Ferrovie dello Stato non è la prima grande azienda italiana colpita da un attacco di questo tipo: le aggressioni contro le aziende e la pubblica amministrazione sono sempre più frequenti, sempre più gravi, con conseguenze significative per moltissime persone.

Le prime segnalazioni di disservizi erano arrivate poco dopo le dieci di mercoledì 23 marzo. Il gruppo Ferrovie dello Stato era stato costretto a disattivare alcuni servizi informatici di Trenitalia e Rete ferroviaria italiana (Rfi) dopo aver scoperto l’attacco. Tra questi, il più importante era la rete di emissione dei biglietti, la cui disattivazione aveva causato la chiusura delle biglietterie, comprese quelle automatiche.

In un comunicato stampa diffuso nel pomeriggio, Ferrovie dello Stato aveva detto di aver rilevato «elementi che potrebbero ricondurre a fenomeni legati a un’infezione da cryptolocker».

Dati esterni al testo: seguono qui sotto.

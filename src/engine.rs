//! Search engine trait, per-engine options and the engine registry.

use std::collections::HashMap;
use std::sync::Arc;
use std::time::Duration;

use async_trait::async_trait;
use serde::{Deserialize, Serialize};

use crate::ratelimit::RateLimiter;
use crate::{Query, Result, SearchError, SearchResult};

/// Baseline applied beneath every engine's own defaults.
pub const BASELINE_OPTIONS: EngineOptions = EngineOptions::new(1_000, 5, 5_000, 30_000);

/// Per-engine limits and timeouts.
///
/// A zero field means "use the default", never "zero timeout".
#[derive(Debug, Clone, Copy, Default, PartialEq, Eq, Serialize, Deserialize)]
#[serde(default)]
pub struct EngineOptions {
    /// Token refill interval in milliseconds.
    pub rate_interval_ms: u64,
    /// Token bucket capacity.
    pub rate_burst: u32,
    /// How long to probe for a single element (CAPTCHA marker).
    pub selector_timeout_ms: u64,
    /// Navigation and result-wait timeout.
    pub timeout_ms: u64,
}

impl EngineOptions {
    pub const fn new(
        rate_interval_ms: u64,
        rate_burst: u32,
        selector_timeout_ms: u64,
        timeout_ms: u64,
    ) -> Self {
        Self {
            rate_interval_ms,
            rate_burst,
            selector_timeout_ms,
            timeout_ms,
        }
    }

    /// Fills unset fields from `defaults` and clamps the element wait to the
    /// navigation timeout.
    pub fn merged(self, defaults: EngineOptions) -> Self {
        fn pick<T: Default + PartialEq>(value: T, fallback: T) -> T {
            if value == T::default() {
                fallback
            } else {
                value
            }
        }

        let mut merged = Self {
            rate_interval_ms: pick(self.rate_interval_ms, defaults.rate_interval_ms),
            rate_burst: pick(self.rate_burst, defaults.rate_burst),
            selector_timeout_ms: pick(self.selector_timeout_ms, defaults.selector_timeout_ms),
            timeout_ms: pick(self.timeout_ms, defaults.timeout_ms),
        };
        if merged.selector_timeout_ms > merged.timeout_ms {
            merged.selector_timeout_ms = merged.timeout_ms;
        }
        merged
    }

    pub fn rate_interval(&self) -> Duration {
        Duration::from_millis(self.rate_interval_ms)
    }

    pub fn selector_timeout(&self) -> Duration {
        Duration::from_millis(self.selector_timeout_ms)
    }

    pub fn timeout(&self) -> Duration {
        Duration::from_millis(self.timeout_ms)
    }
}

/// Trait every engine implements, whether it drives a browser or issues raw
/// requests.
#[async_trait]
pub trait Engine: Send + Sync {
    /// Stable lowercase identifier used for routing and logging.
    fn name(&self) -> &str;

    /// Runs a web search.
    async fn search(&self, query: &Query) -> Result<Vec<SearchResult>>;

    /// Runs an image search. Engines without image support fail with
    /// `NotSupported` rather than returning an empty list.
    async fn search_image(&self, _query: &Query) -> Result<Vec<SearchResult>> {
        Err(SearchError::NotSupported(format!(
            "image search for {}",
            self.name()
        )))
    }

    /// Engine-scoped limiter; a token must be acquired before every search.
    fn rate_limiter(&self) -> Arc<RateLimiter>;

    /// Whether the engine is ready to serve.
    fn is_initialized(&self) -> bool;

    /// Effective options after merging with defaults.
    fn options(&self) -> EngineOptions;
}

/// Engines keyed by name. Built once at startup, read-only afterwards.
#[derive(Default)]
pub struct EngineRegistry {
    engines: HashMap<String, Arc<dyn Engine>>,
}

impl EngineRegistry {
    /// Builds a registry, rejecting duplicate names.
    pub fn new(engines: Vec<Arc<dyn Engine>>) -> Result<Self> {
        let mut map = HashMap::with_capacity(engines.len());
        for engine in engines {
            let name = engine.name().to_lowercase();
            if map.insert(name.clone(), engine).is_some() {
                return Err(SearchError::Config(format!(
                    "engine '{}' registered twice",
                    name
                )));
            }
        }
        Ok(Self { engines: map })
    }

    /// Looks up an engine by name, case-insensitively.
    pub fn get(&self, name: &str) -> Option<&Arc<dyn Engine>> {
        self.engines.get(&name.to_lowercase())
    }

    /// Sorted engine names.
    pub fn names(&self) -> Vec<&str> {
        let mut names: Vec<&str> = self.engines.keys().map(|s| s.as_str()).collect();
        names.sort_unstable();
        names
    }

    pub fn iter(&self) -> impl Iterator<Item = &Arc<dyn Engine>> {
        self.engines.values()
    }

    pub fn len(&self) -> usize {
        self.engines.len()
    }

    pub fn is_empty(&self) -> bool {
        self.engines.is_empty()
    }
}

Un cryptolocker è un virus che appartiene alla famiglia dei ransomware, software che consentono di rubare dati e tenerli bloccati con l’obiettivo di chiedere un riscatto. Si può diffondere dall’esterno, caricato su uno dei computer che fanno parte della stessa rete, oppure attraverso il cosiddetto phishing via email: i criminali utilizzano un indirizzo email ingannevole (per esempio con un nome simile a quello di banche e servizi postali) per inviare una email a persone che lavorano nell’azienda da colpire. Nel testo dell’email c’è un link che se cliccato dà avvio all’installazione del cryptolocker nel sistema, bloccandolo. Il cryptolocker può impedire l’accesso al computer attraverso un’immagine a schermo intero o una pagina web da cui non si può uscire, in questo caso si definisce lock screen, oppure attraverso una crittografia che blocca i documenti presenti nel computer con una password, rendendoli inaccessibili.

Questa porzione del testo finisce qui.